People turning again to the web for solutions found that accessing web sites carefully formatted to look great on 1024×768 screens, now being viewed on a tiny mobile phone screen in portrait orientation – was ugly at best, but more often unusable!  And it wasn’t just about text size.  Touch and other mobile specific service meant users expected a different way of interacting with their applications, and browser based software felt more out of place than ever. Yes Responsive Web design and HTML 5 go a long way towards solving some of these web specific mobile issues, but it doesn’t take us away from the #ifdef style logic that has become an accepted part of web application development as it did C and C++ development before it.

So What is to be Done?

Most of this article has been about a history of failures to tackle cross-platform software head on.  Each attempt did bring us a little closer to a solution, but throughout we resigned ourselves to the fact that #ifdef style code was still ultimately necessary.

As application designers and developers we had to choose between how native our applications felt and limiting users from using our software in situations we didn’t plan for.

For almost two decades I’ve been involved in trying to overcome this cross-platform problem.  Now the landscape is more complicated than ever.  Can the same software really run without compromise both inside and outside the browser?  Can we really have a native look and feel to an application on a mobile, tablet, and as desktop PC, is wearable computing going to be the next spanner in the works?

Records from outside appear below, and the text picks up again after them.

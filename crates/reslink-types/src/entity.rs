//! Polymorphic entity references
//!
//! Provides [`EntityRef`], a `(kind, id)` pair naming a record owned by some
//! other domain. The link graph never owns the referenced record; an
//! [`EntityRef`] is only a relation plus a lookup key.

use crate::error::ValidationError;
use serde::{Deserialize, Serialize};
use std::borrow::Borrow;
use std::fmt::{self, Display, Formatter};
use std::str::FromStr;

/// Stable name of a concrete entity type (e.g. `"process"`, `"proposal"`)
///
/// Kinds are registered by the host application at runtime, so the tag is an
/// open string rather than a closed enum.
#[derive(Debug, Clone, PartialEq, Eq, PartialOrd, Ord, Hash, Serialize, Deserialize)]
#[serde(transparent)]
pub struct TypeTag(String);

impl TypeTag {
    /// Create a type tag
    #[inline]
    #[must_use]
    pub fn new(name: impl Into<String>) -> Self {
        Self(name.into())
    }

    /// Create a type tag, rejecting blank names
    ///
    /// # Errors
    /// Returns [`ValidationError::EmptyTypeTag`] if `name` is blank.
    pub fn parse(name: impl Into<String>) -> Result<Self, ValidationError> {
        let name = name.into();
        if name.trim().is_empty() {
            return Err(ValidationError::EmptyTypeTag);
        }
        Ok(Self(name))
    }

    /// Tag as string slice
    #[inline]
    #[must_use]
    pub fn as_str(&self) -> &str {
        &self.0
    }

    /// True if the tag is blank
    #[inline]
    #[must_use]
    pub fn is_blank(&self) -> bool {
        self.0.trim().is_empty()
    }
}

impl Display for TypeTag {
    fn fmt(&self, f: &mut Formatter<'_>) -> fmt::Result {
        f.write_str(&self.0)
    }
}

impl Borrow<str> for TypeTag {
    fn borrow(&self) -> &str {
        &self.0
    }
}

impl From<&str> for TypeTag {
    fn from(name: &str) -> Self {
        Self::new(name)
    }
}

impl From<String> for TypeTag {
    fn from(name: String) -> Self {
        Self::new(name)
    }
}

/// Opaque identifier, unique within one [`TypeTag`]'s namespace
#[derive(Debug, Clone, PartialEq, Eq, PartialOrd, Ord, Hash, Serialize, Deserialize)]
#[serde(transparent)]
pub struct EntityId(String);

impl EntityId {
    /// Create an entity id
    #[inline]
    #[must_use]
    pub fn new(id: impl Into<String>) -> Self {
        Self(id.into())
    }

    /// Id as string slice
    #[inline]
    #[must_use]
    pub fn as_str(&self) -> &str {
        &self.0
    }

    /// True if the id is blank
    #[inline]
    #[must_use]
    pub fn is_blank(&self) -> bool {
        self.0.trim().is_empty()
    }
}

impl Display for EntityId {
    fn fmt(&self, f: &mut Formatter<'_>) -> fmt::Result {
        f.write_str(&self.0)
    }
}

impl From<&str> for EntityId {
    fn from(id: &str) -> Self {
        Self::new(id)
    }
}

impl From<String> for EntityId {
    fn from(id: String) -> Self {
        Self::new(id)
    }
}

impl From<u64> for EntityId {
    fn from(id: u64) -> Self {
        Self(id.to_string())
    }
}

/// Weak reference to a domain record: `(kind, id)`
///
/// Two references are equal iff both kind and id match. Ordering is by kind,
/// then id, which is also the prefix order of the store's composite indices.
///
/// # Example
/// ```
/// use reslink_types::EntityRef;
///
/// let process = EntityRef::new("process", 7u64);
/// assert_eq!(process.to_string(), "process:7");
/// assert_eq!("process:7".parse::<EntityRef>().unwrap(), process);
/// ```
#[derive(Debug, Clone, PartialEq, Eq, PartialOrd, Ord, Hash, Serialize, Deserialize)]
pub struct EntityRef {
    kind: TypeTag,
    id: EntityId,
}

impl EntityRef {
    /// Create a reference
    #[inline]
    #[must_use]
    pub fn new(kind: impl Into<TypeTag>, id: impl Into<EntityId>) -> Self {
        Self {
            kind: kind.into(),
            id: id.into(),
        }
    }

    /// Entity kind
    #[inline]
    #[must_use]
    pub fn kind(&self) -> &TypeTag {
        &self.kind
    }

    /// Entity id within its kind
    #[inline]
    #[must_use]
    pub fn id(&self) -> &EntityId {
        &self.id
    }

    /// True if both kind and id are present
    #[inline]
    #[must_use]
    pub fn is_resolvable(&self) -> bool {
        !self.kind.is_blank() && !self.id.is_blank()
    }

    /// True if this reference is of the given kind
    #[inline]
    #[must_use]
    pub fn is_kind(&self, kind: &TypeTag) -> bool {
        &self.kind == kind
    }
}

impl Display for EntityRef {
    fn fmt(&self, f: &mut Formatter<'_>) -> fmt::Result {
        write!(f, "{}:{}", self.kind, self.id)
    }
}

impl FromStr for EntityRef {
    type Err = ValidationError;

    /// Parse `kind:id`. The id may itself contain `:`.
    fn from_str(s: &str) -> Result<Self, Self::Err> {
        let (kind, id) = s
            .split_once(':')
            .ok_or_else(|| ValidationError::MalformedReference(s.to_string()))?;
        let kind = TypeTag::parse(kind)?;
        if id.trim().is_empty() {
            return Err(ValidationError::EmptyEntityId);
        }
        Ok(Self::new(kind, id))
    }
}

#[cfg(test)]
mod tests {
    use super::*;

    #[test]
    fn entity_ref_equality_needs_kind_and_id() {
        let a = EntityRef::new("process", 1u64);
        assert_eq!(a, EntityRef::new("process", "1"));
        assert_ne!(a, EntityRef::new("proposal", 1u64));
        assert_ne!(a, EntityRef::new("process", 2u64));
    }

    #[test]
    fn entity_ref_parse_roundtrip() {
        let parsed: EntityRef = "meeting:abc:def".parse().unwrap();
        assert_eq!(parsed.kind().as_str(), "meeting");
        assert_eq!(parsed.id().as_str(), "abc:def");
        assert_eq!(parsed.to_string(), "meeting:abc:def");
    }

    #[test]
    fn entity_ref_parse_rejects_malformed() {
        assert!(matches!(
            "process".parse::<EntityRef>(),
            Err(ValidationError::MalformedReference(_))
        ));
        assert!(matches!(
            ":7".parse::<EntityRef>(),
            Err(ValidationError::EmptyTypeTag)
        ));
        assert!(matches!(
            "process: ".parse::<EntityRef>(),
            Err(ValidationError::EmptyEntityId)
        ));
    }

    #[test]
    fn entity_ref_resolvable() {
        assert!(EntityRef::new("process", 1u64).is_resolvable());
        assert!(!EntityRef::new("", 1u64).is_resolvable());
        assert!(!EntityRef::new("process", "  ").is_resolvable());
    }

    #[test]
    fn entity_ref_orders_by_kind_then_id() {
        let mut refs = vec![
            EntityRef::new("proposal", "1"),
            EntityRef::new("process", "2"),
            EntityRef::new("process", "1"),
        ];
        refs.sort();
        assert_eq!(refs[0], EntityRef::new("process", "1"));
        assert_eq!(refs[2], EntityRef::new("proposal", "1"));
    }

    #[test]
    fn entity_ref_serde_shape() {
        let r = EntityRef::new("process", 3u64);
        let json = serde_json::to_value(&r).unwrap();
        assert_eq!(json, serde_json::json!({"kind": "process", "id": "3"}));
    }
}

All this is why to move forward, we went back to basics.  We thought first about how software was designed, rather than the libraries and languages that we used.  We first made the Mvpc design pattern, and only then did we make there reference libraries and the commercial Ambidect Technology (soon to be known as Ambicore).  Its fair to say that our many years of experience led us to be able to finally learn from the past we had been so involved with, rather than allowing ourselves to repeat our mistakes again and again.

Because Ambicore provides access to the whole .NET Framework gives a complete cross-platform API that’s developers already know.  Use of C# as our first reference language gives us access to the great thinking that went into creating the Java JVM and Microsofts IL environments that really can abstract us from the operating system and help us avoide #ifdef statements.

Providing native GUI interfaces for each platform means applications using the platforms own recommended toolkit helps applications look and feel native everywhere – simply because they are native to each platform.

Providing a design pattern that works equally well in request-response stateless environments and in rich state-full environments allows us from day one to provide a browser based experience for those who want or need it, as well as a native rich client experience for those wanting to get more from their Windows PCs, phones, tablets, Macs, Linux, *BSD, or…

Its taken 17 years of personal involvement, and recognising and listening to visionaries in the industry.  But by standing on the shoulders of others we re-thought the problem, knowing #ifdef statements were as much part of problem as they were a solution.  We redesigned the development pattern to be portable by default, not as an after thought.  And we based our reference libraries on trusted platforms from market leaders such as Microsoft to make our technology available to the largest pool of developers possible in a language, framework, and IDE they already know.

We are stepping into a new chapter of software development where the platform and device is there to enable, not restrict, the end user from the software they want.  And just as we stood on the shoulders of giants to get here – we want you to join us in the new world too.